Task details: Look through the records below and copy each line that includes the word "false".

Collected data entries:
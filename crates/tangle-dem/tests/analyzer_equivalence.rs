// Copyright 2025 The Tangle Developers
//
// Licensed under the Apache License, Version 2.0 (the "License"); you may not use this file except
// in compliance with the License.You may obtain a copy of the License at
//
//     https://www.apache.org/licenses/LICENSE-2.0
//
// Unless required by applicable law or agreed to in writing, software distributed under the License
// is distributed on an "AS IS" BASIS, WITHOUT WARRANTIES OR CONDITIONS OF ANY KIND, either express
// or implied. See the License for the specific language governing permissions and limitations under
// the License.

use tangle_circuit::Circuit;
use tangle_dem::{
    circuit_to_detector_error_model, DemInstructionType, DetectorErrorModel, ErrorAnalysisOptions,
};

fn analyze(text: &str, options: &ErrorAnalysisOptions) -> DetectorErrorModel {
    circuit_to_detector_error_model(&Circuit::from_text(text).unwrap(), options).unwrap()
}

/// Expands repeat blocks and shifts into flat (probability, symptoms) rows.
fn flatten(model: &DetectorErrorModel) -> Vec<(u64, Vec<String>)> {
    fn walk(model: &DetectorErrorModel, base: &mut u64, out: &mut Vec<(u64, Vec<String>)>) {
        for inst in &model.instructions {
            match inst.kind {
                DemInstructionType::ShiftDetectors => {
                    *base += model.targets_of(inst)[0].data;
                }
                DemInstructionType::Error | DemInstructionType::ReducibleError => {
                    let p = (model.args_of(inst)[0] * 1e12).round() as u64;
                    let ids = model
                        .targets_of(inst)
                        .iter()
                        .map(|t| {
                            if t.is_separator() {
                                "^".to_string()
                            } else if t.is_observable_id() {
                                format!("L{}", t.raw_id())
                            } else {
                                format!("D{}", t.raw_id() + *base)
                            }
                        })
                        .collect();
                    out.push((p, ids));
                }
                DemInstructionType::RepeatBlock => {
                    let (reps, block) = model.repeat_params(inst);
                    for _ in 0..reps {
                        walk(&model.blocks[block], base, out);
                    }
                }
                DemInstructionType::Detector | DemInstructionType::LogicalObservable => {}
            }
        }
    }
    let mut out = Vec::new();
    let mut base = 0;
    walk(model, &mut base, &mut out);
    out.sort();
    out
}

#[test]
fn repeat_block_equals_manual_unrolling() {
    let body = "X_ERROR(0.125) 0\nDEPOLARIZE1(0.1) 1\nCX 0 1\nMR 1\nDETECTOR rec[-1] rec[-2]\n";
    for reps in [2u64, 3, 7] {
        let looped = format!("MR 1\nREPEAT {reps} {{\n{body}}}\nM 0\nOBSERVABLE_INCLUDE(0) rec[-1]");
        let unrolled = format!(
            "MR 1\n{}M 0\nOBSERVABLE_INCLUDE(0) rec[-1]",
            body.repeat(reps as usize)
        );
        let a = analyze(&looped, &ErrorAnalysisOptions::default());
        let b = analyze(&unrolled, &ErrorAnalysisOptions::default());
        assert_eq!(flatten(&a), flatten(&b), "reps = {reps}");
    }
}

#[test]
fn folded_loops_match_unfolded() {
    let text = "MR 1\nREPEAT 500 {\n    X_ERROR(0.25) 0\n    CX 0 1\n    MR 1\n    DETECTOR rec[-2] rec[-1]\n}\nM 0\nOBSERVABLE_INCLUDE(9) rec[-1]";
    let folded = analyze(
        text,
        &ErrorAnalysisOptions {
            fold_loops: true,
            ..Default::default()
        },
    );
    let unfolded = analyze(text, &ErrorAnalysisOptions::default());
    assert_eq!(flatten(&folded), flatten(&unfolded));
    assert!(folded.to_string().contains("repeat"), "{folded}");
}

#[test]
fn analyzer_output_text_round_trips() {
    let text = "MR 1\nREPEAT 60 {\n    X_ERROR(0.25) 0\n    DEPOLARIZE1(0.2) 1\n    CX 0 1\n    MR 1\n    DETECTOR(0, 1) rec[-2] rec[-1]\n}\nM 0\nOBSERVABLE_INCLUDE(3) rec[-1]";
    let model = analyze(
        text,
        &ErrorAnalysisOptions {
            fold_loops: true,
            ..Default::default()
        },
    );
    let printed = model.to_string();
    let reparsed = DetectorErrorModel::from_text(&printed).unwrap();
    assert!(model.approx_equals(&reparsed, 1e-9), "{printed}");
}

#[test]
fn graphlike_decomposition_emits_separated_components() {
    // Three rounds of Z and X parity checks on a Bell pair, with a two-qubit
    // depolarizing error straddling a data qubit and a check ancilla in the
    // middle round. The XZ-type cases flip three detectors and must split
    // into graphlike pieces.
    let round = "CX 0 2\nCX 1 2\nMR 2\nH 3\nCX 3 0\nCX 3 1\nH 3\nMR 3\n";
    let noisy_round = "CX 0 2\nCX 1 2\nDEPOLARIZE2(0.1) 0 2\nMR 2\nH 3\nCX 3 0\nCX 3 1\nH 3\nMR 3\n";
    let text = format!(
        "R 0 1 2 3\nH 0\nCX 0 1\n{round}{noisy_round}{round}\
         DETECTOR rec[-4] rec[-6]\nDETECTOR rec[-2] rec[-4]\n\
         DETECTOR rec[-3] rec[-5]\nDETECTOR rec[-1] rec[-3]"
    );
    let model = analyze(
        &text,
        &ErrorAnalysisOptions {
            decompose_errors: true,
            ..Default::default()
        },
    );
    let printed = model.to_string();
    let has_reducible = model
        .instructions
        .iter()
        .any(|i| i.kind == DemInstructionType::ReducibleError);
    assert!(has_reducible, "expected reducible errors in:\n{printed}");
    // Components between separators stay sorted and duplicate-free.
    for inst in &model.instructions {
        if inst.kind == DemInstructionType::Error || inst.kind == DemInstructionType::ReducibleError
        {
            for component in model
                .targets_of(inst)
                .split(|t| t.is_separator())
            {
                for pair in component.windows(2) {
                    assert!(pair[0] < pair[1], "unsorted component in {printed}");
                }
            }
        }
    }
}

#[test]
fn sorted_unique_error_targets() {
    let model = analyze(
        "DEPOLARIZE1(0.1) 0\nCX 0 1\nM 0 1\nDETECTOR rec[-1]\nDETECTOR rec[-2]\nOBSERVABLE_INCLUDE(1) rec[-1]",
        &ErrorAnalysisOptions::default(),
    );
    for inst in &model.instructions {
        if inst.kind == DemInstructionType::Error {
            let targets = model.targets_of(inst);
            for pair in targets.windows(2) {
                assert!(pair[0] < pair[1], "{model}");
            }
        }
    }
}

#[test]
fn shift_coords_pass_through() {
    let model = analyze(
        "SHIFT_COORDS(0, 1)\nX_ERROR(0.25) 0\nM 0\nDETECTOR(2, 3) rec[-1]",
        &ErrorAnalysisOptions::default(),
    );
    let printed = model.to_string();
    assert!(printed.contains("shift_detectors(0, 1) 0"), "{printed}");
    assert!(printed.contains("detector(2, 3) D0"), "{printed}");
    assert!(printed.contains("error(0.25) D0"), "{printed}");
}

---

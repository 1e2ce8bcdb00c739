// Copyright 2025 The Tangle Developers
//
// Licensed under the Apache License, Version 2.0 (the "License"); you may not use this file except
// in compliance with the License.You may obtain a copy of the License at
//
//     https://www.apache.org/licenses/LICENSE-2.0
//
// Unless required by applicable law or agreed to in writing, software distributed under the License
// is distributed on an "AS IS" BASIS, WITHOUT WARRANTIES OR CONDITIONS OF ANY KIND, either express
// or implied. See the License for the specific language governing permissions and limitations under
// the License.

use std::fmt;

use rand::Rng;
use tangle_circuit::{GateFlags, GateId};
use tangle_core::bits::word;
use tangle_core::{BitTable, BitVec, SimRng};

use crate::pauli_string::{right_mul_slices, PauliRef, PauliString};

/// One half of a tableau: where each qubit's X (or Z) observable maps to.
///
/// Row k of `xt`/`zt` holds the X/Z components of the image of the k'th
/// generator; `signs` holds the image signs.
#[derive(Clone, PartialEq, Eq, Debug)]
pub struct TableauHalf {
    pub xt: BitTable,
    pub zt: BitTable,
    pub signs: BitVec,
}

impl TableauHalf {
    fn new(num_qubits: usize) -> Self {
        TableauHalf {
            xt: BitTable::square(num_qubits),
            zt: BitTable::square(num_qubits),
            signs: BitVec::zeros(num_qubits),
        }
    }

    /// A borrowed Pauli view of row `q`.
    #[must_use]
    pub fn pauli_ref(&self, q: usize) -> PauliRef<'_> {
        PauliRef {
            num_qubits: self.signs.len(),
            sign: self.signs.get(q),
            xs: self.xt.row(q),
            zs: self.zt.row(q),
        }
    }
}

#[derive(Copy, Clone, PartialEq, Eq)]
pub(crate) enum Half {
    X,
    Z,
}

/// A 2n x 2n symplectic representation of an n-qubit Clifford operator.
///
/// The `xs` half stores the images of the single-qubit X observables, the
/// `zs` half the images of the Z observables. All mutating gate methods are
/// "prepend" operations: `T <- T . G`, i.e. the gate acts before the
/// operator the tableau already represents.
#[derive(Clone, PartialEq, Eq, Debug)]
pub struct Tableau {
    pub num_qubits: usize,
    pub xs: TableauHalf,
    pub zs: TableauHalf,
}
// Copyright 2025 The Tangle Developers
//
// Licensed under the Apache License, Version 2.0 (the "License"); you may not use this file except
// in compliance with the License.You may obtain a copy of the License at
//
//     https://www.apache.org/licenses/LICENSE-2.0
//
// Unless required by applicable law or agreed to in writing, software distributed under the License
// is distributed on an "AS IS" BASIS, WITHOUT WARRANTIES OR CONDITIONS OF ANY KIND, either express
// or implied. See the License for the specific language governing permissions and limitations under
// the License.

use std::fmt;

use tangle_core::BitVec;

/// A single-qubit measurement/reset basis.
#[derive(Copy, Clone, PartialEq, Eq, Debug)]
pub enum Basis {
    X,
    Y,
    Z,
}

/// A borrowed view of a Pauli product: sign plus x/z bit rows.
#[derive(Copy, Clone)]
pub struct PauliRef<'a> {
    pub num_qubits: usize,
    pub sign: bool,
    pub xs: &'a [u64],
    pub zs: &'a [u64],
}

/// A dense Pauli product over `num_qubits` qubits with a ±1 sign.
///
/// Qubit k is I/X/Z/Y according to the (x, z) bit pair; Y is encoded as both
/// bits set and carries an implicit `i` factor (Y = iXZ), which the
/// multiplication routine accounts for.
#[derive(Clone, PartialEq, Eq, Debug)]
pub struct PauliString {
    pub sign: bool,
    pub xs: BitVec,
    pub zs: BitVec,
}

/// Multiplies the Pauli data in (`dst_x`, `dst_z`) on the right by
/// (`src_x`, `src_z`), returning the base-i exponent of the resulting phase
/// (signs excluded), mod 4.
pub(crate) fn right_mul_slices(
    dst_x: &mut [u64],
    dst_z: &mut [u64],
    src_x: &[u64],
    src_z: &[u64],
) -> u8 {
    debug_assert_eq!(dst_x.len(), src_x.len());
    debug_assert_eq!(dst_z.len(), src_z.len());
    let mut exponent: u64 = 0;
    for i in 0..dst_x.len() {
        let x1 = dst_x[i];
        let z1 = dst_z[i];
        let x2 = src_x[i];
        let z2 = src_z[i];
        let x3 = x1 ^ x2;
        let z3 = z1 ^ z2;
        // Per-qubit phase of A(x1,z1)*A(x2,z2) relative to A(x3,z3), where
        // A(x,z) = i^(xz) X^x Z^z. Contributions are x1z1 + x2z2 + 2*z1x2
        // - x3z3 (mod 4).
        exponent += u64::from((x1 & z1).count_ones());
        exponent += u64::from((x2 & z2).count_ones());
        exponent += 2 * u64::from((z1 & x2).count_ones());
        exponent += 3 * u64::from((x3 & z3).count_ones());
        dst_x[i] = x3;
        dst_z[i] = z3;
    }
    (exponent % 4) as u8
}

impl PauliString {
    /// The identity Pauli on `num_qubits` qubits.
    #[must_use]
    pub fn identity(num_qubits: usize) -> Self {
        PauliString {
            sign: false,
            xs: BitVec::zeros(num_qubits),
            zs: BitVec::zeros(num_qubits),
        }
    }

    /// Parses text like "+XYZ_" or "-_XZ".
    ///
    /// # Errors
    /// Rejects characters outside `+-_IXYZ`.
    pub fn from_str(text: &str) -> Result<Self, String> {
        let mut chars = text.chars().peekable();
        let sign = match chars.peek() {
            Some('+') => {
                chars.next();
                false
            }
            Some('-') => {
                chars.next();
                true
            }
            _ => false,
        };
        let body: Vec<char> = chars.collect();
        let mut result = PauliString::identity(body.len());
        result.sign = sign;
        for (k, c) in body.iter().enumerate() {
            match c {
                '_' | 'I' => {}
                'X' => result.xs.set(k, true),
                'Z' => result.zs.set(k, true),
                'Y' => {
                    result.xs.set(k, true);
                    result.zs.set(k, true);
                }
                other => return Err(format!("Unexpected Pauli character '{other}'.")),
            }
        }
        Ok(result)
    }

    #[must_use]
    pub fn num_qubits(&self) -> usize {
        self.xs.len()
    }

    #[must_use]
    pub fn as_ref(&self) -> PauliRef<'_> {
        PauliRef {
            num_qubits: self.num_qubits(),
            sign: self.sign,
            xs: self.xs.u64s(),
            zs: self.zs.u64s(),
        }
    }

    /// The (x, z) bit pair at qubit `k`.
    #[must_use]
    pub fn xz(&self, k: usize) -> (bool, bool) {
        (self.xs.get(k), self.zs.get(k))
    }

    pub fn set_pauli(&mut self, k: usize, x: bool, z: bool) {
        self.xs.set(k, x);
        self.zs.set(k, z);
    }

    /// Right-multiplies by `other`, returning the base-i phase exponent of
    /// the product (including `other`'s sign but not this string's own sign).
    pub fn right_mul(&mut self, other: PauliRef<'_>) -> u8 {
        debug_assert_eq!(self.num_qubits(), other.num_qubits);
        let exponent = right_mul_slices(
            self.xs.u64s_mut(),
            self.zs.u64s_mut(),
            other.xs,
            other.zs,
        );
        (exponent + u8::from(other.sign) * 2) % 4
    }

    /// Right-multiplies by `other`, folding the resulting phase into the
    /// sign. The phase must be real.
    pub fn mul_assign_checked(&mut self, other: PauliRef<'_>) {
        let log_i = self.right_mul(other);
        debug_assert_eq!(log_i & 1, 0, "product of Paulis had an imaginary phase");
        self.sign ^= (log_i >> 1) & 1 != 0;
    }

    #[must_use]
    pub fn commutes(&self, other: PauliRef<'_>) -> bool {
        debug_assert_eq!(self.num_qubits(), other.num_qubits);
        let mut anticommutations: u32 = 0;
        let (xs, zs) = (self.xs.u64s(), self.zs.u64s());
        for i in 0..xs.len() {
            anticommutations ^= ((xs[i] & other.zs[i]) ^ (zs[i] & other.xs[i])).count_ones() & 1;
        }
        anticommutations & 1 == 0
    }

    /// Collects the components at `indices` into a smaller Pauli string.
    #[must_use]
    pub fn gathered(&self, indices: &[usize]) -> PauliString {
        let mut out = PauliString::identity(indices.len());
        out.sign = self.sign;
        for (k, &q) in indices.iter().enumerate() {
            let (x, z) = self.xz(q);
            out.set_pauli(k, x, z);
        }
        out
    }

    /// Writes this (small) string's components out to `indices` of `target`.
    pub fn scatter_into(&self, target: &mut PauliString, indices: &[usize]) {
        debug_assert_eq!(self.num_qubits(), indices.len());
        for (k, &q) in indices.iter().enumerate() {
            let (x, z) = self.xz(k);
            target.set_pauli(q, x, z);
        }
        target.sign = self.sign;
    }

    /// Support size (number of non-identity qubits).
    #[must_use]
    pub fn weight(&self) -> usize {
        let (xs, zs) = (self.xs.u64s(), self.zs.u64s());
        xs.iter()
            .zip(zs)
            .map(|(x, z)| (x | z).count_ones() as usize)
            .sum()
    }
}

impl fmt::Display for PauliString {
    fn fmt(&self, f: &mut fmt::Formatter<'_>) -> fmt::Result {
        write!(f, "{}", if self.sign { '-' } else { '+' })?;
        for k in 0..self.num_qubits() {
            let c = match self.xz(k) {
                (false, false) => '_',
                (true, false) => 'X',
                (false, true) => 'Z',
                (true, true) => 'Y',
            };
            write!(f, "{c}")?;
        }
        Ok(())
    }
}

==

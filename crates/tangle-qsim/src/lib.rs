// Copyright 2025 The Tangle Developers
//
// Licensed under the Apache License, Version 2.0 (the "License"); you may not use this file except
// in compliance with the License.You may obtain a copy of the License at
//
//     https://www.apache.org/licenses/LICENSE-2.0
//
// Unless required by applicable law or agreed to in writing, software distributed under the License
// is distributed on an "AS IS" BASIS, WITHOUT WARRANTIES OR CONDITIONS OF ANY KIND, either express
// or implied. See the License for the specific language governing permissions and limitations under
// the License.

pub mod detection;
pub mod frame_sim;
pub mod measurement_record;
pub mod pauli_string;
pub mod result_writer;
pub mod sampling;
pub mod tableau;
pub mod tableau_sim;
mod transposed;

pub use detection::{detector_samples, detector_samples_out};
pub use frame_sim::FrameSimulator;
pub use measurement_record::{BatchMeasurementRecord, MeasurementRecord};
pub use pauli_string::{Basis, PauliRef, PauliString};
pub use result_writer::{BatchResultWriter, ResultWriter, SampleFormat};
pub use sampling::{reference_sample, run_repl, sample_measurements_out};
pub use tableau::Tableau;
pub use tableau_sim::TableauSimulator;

Exercise response:
            sign: false,
                false
            _ => false,
                (false, false) => '_',
                (true, false) => 'X',
                (false, true) => 'Z',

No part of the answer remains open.